И в конце пути-дороги
Встретишь город
Синеморск!
Вместо труб
На красных крышах
Там белеют маяки.
В Синеморске
Все мальчишки,
Все девчонки — моряки.
Три, четыре!
Три, четыре!
Это лучший город в мире!
Там у каждых у ворот
Пришвартован пароход,
Там живут морские волки —
Замечательный народ!
 
   — Три, четыре! Три, четыре! — торопился Шурка, чтобы посмотреть на живых синеморцев, а если повезёт, то и познакомиться с ними.

Глава третья
РОЗОВАЯ СЕМЕЙКА

   Вот и узенький перрон с тесовыми ларьками, вот и вокзал в тени тополей. Пассажирский поезд прошёл, на перроне пусто, дверь вокзала нараспашку.
   Шурка с разгона зацепился за порог и проехался по гладкому полу, как на коньках.
   — Молодой человек, осторожнее! — раздалось в гулком зале, и Шурка притормозил. А когда глянул — даже зажмурился.

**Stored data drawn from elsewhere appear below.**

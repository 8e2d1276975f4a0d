use std::collections::BTreeMap;

use serde::{Deserialize, Serialize};

/// Fixed `(namespace, name)` address of a record in the store.
#[derive(Debug, Clone, PartialEq, Eq, Hash, PartialOrd, Ord, Serialize, Deserialize)]
pub struct RecordLocation {
    pub namespace: String,
    pub name: String,
}

impl RecordLocation {
    pub fn new(namespace: impl Into<String>, name: impl Into<String>) -> Self {
        Self {
            namespace: namespace.into(),
            name: name.into(),
        }
    }
}

impl std::fmt::Display for RecordLocation {
    fn fmt(&self, f: &mut std::fmt::Formatter<'_>) -> std::fmt::Result {
        write!(f, "{}/{}", self.namespace, self.name)
    }
}

/// Optimistic-concurrency token stamped by the store on every create and
/// update. Callers treat it as opaque and hand it back unchanged on write.
#[derive(Debug, Clone, Copy, PartialEq, Eq, Hash, PartialOrd, Ord)]
pub struct VersionToken(u64);

impl VersionToken {
    pub const INITIAL: VersionToken = VersionToken(1);

    pub(crate) fn from_raw(raw: u64) -> Self {
        Self(raw)
    }

    pub(crate) fn raw(self) -> u64 {
        self.0
    }

    pub(crate) fn next(self) -> Self {
        Self(self.0 + 1)
    }
}

impl std::fmt::Display for VersionToken {
    fn fmt(&self, f: &mut std::fmt::Formatter<'_>) -> std::fmt::Result {
        write!(f, "{}", self.0)
    }
}

/// A structured record: a free-form map of field name to string value.
///
/// `version` is `None` for records built locally and `Some` for every record
/// handed out by a store.
#[derive(Debug, Clone, PartialEq, Eq)]
pub struct Record {
    pub location: RecordLocation,
    pub fields: BTreeMap<String, String>,
    pub version: Option<VersionToken>,
}

impl Record {
    pub fn new(location: RecordLocation) -> Self {
        Self {
            location,
            fields: BTreeMap::new(),
            version: None,
        }
    }

    pub fn with_field(mut self, key: impl Into<String>, value: impl Into<String>) -> Self {
        self.fields.insert(key.into(), value.into());
        self
    }

    pub fn field(&self, key: &str) -> Option<&str> {
        self.fields.get(key).map(String::as_str)
    }
}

   Перед ним на диване сидела такая Дама, каких он никогда и не видывал. Платье на Даме розовое, в причёске розовый бант, под бантом щёчки-яблочки, нос, как вишенка и только глаза голубые.
   Вокруг дамы лежали кульки, коробки, пакеты, и все с конфетами, все с конфетами, все с конфетами.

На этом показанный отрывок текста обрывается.